Data provided START
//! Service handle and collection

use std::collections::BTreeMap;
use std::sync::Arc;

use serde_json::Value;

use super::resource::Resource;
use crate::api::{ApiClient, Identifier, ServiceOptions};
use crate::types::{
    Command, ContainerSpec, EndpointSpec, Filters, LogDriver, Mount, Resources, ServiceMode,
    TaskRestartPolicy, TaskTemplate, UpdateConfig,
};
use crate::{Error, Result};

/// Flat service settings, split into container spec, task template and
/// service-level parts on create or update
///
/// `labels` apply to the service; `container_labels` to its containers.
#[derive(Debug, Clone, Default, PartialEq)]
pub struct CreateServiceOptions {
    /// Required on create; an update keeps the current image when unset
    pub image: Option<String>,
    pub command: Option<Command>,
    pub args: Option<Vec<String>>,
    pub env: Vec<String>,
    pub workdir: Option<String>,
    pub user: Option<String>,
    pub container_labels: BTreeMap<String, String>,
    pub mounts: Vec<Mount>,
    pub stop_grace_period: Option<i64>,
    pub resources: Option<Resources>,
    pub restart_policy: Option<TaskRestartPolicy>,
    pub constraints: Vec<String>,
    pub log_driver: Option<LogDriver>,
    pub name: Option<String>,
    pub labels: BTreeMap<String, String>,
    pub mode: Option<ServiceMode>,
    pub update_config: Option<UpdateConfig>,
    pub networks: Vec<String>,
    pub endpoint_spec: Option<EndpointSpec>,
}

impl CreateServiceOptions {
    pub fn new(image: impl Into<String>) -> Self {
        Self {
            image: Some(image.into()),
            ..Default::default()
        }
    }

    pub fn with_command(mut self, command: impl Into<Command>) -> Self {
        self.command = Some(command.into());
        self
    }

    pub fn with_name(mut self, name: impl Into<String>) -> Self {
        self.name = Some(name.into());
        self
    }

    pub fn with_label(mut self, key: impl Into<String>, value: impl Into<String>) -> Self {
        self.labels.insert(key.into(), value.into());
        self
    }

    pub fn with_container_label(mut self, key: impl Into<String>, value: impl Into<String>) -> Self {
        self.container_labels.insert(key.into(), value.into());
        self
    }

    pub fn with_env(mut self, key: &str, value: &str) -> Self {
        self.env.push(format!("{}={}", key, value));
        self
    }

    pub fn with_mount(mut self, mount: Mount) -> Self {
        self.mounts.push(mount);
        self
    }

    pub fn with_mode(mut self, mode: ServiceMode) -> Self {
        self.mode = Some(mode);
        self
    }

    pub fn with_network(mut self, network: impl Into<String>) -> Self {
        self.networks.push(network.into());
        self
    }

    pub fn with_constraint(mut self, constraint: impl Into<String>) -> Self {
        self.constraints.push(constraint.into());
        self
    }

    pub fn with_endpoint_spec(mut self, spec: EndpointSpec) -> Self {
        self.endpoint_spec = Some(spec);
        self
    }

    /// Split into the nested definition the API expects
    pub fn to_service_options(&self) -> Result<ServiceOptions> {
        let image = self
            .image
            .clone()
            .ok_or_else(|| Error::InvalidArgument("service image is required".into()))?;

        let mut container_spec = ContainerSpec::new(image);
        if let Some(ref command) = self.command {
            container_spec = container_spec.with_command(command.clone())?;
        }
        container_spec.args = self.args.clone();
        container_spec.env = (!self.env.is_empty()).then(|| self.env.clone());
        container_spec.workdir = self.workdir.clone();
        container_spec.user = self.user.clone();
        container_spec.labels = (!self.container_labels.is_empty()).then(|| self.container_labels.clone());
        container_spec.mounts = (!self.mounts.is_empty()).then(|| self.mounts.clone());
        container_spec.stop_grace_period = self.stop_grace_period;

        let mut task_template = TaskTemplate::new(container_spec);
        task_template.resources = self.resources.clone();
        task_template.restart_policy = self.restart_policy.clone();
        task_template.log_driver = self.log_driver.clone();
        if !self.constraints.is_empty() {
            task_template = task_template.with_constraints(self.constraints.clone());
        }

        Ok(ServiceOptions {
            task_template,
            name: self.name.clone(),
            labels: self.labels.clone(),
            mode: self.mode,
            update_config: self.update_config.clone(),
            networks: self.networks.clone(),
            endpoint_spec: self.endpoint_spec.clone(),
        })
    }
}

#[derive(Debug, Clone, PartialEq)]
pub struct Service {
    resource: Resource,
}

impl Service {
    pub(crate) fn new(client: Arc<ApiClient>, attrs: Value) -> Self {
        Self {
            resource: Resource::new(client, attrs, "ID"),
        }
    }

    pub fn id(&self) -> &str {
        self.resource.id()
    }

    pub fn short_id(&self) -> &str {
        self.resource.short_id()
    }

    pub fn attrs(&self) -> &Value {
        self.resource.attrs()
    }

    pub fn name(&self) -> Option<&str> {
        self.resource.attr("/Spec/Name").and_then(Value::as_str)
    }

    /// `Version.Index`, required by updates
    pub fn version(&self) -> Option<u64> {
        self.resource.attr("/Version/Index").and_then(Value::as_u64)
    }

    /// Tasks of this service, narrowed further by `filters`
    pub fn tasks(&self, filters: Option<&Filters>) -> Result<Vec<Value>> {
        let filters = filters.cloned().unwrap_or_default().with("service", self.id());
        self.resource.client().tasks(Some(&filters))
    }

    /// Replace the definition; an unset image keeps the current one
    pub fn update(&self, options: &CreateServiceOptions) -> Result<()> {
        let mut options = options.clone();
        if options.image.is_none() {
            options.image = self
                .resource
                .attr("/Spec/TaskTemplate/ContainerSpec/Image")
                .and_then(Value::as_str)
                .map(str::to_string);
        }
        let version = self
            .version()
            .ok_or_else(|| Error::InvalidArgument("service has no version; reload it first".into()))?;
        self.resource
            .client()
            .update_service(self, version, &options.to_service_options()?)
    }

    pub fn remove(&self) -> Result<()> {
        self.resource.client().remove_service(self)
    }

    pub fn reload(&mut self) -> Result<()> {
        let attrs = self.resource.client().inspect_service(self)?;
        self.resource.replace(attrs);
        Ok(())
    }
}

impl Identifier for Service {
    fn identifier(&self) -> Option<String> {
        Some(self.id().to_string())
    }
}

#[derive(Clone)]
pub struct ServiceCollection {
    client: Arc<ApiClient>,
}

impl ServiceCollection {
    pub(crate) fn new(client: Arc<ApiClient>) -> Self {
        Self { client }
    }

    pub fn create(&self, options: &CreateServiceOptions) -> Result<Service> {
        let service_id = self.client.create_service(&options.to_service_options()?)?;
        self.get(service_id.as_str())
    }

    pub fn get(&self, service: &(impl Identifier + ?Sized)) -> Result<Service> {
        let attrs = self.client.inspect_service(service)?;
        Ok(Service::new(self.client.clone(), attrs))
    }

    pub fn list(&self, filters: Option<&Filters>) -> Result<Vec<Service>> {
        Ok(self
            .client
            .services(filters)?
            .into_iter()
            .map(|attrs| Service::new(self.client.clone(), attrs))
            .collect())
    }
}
Data provided END
• Problem requirements
For the records above, count the lines holding the word "attrs" and give only that number.

• Reply
9